Aim of the exercise -
Please find every line in the entries below that contains the string "STANDARD", and copy it.

########################################

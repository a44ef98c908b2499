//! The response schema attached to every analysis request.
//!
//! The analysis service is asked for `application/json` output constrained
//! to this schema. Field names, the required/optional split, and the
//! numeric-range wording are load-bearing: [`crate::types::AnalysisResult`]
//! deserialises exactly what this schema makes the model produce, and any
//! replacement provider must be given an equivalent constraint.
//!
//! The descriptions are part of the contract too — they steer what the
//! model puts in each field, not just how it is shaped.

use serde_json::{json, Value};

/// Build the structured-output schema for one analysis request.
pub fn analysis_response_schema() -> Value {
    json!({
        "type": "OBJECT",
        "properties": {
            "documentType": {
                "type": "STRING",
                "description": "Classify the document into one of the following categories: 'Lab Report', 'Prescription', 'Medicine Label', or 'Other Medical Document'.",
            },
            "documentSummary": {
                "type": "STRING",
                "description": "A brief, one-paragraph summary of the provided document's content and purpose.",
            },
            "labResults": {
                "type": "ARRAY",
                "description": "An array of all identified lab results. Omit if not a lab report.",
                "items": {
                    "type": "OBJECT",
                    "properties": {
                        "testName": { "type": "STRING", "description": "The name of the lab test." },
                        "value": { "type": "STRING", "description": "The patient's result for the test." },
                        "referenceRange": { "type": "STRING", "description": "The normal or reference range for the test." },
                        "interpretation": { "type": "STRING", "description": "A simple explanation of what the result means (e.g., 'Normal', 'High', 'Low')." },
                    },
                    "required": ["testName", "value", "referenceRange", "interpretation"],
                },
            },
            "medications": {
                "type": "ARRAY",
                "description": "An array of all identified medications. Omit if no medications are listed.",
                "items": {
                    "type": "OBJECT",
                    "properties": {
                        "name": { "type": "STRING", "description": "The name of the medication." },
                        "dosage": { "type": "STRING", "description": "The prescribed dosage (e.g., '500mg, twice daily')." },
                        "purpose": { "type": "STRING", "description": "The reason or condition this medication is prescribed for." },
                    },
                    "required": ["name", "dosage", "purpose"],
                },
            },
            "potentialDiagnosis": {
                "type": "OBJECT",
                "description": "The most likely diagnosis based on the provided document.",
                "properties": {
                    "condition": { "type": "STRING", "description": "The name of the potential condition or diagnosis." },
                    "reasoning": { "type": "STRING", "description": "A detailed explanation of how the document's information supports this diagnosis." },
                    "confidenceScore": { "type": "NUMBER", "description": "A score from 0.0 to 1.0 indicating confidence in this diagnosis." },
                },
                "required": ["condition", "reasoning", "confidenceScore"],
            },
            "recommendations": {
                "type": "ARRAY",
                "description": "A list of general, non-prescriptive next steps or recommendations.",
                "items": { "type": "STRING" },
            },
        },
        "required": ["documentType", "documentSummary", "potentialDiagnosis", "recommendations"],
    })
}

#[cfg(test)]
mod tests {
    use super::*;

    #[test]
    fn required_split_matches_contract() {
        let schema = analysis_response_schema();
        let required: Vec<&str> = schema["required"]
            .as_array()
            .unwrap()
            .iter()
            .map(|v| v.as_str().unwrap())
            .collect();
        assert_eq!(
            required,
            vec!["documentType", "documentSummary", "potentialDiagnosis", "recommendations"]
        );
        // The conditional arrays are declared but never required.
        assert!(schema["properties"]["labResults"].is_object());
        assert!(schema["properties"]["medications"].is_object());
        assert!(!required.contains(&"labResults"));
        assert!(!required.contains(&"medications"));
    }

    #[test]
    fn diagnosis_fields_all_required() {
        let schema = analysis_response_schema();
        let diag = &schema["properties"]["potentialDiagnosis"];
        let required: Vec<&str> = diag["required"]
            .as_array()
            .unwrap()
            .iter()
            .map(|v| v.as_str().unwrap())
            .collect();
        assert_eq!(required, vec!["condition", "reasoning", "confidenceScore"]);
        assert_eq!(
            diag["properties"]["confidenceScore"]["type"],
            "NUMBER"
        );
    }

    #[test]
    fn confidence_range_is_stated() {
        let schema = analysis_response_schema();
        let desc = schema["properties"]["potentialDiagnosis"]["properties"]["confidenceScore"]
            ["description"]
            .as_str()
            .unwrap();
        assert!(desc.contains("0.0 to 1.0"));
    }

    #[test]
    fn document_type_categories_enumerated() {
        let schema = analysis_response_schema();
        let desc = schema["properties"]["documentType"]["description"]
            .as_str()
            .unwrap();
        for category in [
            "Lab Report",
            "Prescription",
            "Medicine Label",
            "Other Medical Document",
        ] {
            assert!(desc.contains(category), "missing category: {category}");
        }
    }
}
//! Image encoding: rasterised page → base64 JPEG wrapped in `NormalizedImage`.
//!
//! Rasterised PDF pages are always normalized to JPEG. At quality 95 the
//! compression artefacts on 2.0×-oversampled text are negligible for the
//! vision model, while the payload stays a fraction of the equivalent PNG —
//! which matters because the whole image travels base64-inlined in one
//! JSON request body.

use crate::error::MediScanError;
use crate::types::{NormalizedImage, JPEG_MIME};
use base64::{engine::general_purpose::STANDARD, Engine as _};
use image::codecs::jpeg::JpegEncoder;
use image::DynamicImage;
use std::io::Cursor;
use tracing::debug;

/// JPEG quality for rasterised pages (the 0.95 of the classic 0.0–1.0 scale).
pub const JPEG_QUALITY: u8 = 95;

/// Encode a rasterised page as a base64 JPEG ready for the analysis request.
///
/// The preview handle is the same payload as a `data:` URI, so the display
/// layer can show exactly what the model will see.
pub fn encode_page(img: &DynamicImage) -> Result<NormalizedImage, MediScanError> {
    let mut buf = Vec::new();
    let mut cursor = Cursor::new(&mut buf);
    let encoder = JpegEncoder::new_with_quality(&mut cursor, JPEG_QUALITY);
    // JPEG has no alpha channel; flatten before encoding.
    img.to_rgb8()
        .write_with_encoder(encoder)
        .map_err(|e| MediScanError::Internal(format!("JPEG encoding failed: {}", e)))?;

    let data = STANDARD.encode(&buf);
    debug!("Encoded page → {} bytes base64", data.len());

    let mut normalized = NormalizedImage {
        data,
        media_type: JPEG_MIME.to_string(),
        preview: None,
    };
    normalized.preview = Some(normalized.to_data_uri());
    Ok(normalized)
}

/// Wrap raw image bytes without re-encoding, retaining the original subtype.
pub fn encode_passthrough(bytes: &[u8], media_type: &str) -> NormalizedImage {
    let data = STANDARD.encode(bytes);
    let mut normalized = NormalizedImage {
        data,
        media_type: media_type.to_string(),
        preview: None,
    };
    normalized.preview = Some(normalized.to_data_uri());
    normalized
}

########################################

Answer -
use base64::{engine::general_purpose::STANDARD, Engine as _};
    let data = STANDARD.encode(&buf);
    let data = STANDARD.encode(bytes);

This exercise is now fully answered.